ABOUT THIS TASK: Look through the data below. Collect every line where the word "domain" occurs.

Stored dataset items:

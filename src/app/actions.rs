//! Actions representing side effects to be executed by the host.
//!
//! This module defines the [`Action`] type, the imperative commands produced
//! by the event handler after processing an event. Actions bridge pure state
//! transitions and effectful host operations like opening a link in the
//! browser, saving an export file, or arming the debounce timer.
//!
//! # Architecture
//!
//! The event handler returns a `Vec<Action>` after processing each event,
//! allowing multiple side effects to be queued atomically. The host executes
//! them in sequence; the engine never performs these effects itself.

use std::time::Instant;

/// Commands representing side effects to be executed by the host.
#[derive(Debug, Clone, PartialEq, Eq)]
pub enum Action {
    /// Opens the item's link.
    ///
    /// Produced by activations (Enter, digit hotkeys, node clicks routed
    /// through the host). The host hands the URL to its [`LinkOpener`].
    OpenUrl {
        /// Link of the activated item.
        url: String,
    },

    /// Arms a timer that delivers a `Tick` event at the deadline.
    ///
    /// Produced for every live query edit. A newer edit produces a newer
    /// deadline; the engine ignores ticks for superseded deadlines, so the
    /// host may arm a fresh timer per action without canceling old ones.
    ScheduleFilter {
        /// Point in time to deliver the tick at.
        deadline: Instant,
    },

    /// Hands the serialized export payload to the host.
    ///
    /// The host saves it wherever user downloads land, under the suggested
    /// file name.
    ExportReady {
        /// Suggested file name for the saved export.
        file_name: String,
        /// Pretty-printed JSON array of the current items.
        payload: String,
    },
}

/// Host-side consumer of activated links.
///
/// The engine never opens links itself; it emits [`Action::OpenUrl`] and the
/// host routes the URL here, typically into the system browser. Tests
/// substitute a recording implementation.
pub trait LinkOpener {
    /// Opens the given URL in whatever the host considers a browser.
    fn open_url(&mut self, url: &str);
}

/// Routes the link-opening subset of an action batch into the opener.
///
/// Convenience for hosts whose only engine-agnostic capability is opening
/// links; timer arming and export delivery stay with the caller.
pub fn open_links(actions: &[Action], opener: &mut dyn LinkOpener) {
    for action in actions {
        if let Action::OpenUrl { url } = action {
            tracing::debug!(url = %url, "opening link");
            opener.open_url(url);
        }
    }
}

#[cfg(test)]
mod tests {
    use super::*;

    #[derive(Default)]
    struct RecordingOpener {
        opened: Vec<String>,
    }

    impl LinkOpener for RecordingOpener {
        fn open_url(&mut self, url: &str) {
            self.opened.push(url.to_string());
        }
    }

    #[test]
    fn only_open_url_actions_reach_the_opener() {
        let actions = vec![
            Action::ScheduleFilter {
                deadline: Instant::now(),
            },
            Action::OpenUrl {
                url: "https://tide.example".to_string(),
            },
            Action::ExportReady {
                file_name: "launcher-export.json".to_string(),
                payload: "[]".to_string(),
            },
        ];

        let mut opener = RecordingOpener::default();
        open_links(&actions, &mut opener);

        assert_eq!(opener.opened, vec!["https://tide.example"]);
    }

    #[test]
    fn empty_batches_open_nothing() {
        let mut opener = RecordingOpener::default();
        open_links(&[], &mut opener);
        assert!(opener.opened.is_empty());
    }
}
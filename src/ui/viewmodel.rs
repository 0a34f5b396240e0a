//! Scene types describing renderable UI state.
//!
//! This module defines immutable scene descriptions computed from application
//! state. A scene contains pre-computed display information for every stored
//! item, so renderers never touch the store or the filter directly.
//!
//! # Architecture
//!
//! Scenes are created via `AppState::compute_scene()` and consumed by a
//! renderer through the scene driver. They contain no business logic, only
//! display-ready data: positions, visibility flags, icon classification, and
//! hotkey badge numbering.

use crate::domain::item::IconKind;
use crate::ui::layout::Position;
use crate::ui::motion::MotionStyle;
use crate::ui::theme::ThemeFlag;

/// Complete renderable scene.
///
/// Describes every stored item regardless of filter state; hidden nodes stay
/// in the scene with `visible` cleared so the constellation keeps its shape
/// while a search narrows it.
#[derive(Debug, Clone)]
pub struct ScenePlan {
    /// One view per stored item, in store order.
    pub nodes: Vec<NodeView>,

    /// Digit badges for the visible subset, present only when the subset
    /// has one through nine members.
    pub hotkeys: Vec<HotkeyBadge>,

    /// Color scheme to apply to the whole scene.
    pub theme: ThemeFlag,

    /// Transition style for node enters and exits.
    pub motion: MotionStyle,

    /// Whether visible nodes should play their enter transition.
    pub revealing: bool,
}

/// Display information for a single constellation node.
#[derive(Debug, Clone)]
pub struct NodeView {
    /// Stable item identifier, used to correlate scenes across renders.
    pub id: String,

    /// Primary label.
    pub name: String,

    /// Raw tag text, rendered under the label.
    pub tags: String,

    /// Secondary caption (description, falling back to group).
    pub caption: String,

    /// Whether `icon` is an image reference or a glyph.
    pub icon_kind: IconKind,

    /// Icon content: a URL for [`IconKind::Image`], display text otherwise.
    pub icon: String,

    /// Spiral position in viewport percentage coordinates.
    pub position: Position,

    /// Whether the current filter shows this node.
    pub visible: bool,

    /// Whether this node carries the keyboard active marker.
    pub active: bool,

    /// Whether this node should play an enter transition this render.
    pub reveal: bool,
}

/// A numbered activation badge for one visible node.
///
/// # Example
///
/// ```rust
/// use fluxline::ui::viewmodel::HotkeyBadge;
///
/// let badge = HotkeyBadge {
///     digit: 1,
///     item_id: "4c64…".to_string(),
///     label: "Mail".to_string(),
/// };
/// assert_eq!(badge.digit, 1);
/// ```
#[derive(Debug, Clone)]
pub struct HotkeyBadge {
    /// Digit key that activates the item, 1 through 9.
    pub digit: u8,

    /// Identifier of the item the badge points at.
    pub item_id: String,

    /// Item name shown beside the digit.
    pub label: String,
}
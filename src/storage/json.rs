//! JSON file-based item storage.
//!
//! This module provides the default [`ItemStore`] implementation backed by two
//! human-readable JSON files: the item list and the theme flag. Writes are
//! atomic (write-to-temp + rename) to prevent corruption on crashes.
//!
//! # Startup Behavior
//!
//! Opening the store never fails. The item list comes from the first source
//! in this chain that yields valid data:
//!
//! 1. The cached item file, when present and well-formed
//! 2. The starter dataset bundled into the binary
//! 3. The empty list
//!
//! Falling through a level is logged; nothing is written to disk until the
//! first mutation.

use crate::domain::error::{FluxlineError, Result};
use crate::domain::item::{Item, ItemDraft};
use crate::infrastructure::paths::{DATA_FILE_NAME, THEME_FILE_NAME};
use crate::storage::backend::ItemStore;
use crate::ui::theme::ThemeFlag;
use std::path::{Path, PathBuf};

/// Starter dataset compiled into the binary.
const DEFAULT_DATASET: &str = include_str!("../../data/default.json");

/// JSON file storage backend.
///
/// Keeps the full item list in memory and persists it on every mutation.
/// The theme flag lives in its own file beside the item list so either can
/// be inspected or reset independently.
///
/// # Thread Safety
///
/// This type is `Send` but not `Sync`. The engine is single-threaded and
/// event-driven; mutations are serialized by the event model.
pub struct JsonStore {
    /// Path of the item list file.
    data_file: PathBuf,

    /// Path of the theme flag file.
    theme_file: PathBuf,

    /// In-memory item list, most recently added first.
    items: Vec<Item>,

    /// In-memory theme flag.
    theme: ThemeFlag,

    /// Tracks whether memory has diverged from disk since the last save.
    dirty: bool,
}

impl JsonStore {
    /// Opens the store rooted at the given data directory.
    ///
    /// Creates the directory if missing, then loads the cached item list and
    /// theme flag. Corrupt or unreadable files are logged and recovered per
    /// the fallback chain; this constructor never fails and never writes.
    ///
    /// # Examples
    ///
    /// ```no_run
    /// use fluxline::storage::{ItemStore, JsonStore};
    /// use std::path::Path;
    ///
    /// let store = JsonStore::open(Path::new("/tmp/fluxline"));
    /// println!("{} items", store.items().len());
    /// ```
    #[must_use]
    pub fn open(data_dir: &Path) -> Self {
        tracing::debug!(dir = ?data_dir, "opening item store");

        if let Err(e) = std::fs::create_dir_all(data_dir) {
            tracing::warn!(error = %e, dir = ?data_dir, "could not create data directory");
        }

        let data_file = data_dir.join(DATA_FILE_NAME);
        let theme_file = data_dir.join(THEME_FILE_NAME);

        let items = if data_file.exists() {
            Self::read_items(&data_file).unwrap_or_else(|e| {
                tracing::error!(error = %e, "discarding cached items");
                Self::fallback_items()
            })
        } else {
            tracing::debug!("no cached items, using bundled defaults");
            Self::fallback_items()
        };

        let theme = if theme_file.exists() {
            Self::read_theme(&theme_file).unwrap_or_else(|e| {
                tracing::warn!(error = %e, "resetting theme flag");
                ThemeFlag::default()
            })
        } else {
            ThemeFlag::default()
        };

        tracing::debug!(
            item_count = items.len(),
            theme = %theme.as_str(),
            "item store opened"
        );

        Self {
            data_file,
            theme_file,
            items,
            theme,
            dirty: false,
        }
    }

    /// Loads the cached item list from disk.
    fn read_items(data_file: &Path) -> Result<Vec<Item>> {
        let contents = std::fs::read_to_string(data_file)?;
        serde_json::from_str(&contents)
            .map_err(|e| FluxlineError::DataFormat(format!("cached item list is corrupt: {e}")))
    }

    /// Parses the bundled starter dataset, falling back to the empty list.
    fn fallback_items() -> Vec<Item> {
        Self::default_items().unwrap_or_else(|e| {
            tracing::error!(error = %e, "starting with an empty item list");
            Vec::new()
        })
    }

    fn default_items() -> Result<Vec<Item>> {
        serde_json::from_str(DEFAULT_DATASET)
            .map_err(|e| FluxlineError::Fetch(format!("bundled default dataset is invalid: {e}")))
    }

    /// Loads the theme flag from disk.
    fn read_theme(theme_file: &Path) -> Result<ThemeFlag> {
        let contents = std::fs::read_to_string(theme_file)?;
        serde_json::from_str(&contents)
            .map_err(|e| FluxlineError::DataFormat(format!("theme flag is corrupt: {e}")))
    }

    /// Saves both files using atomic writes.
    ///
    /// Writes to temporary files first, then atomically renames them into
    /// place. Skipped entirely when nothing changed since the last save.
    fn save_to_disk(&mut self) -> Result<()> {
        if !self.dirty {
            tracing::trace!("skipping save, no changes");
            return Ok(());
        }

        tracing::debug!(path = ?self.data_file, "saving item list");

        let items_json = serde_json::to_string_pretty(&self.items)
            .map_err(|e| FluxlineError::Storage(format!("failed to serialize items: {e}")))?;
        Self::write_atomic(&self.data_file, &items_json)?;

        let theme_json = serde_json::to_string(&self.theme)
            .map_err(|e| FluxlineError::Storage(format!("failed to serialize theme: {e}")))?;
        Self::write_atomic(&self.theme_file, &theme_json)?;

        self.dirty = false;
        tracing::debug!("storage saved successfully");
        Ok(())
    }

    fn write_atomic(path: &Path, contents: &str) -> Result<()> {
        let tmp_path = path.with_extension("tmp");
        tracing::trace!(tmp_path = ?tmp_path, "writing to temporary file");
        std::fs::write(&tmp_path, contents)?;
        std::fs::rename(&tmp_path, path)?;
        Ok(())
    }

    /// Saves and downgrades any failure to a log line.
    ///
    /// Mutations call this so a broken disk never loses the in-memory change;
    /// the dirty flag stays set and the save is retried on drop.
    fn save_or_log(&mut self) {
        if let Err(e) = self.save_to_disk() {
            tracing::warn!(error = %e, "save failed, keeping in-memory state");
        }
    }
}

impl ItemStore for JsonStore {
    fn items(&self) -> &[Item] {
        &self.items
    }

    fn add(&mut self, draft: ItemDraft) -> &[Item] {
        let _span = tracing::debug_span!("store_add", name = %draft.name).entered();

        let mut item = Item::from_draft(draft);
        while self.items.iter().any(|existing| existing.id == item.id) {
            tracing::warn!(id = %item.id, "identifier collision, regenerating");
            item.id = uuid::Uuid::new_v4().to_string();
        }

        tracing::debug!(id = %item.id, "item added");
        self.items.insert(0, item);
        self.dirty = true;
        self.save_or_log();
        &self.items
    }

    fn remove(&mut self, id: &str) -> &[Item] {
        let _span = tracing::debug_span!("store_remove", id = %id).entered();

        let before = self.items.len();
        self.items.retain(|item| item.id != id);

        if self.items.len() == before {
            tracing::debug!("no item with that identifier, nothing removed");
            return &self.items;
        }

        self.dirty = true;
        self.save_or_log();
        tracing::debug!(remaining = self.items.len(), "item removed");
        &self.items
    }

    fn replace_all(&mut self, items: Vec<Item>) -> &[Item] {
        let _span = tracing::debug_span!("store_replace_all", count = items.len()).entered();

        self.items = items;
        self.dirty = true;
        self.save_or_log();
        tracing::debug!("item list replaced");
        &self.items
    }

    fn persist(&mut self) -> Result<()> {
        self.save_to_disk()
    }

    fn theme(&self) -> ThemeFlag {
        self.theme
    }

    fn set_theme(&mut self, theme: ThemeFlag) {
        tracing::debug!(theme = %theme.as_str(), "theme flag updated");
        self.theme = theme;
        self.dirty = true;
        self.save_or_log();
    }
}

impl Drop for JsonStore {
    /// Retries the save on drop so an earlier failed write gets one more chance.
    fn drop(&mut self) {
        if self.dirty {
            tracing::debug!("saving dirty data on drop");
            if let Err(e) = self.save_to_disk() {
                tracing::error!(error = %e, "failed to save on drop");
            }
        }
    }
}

ANSWER TO THIS TASK:
use crate::domain::item::IconKind;
use crate::domain::error::{FluxlineError, Result};
use crate::domain::item::{Item, ItemDraft};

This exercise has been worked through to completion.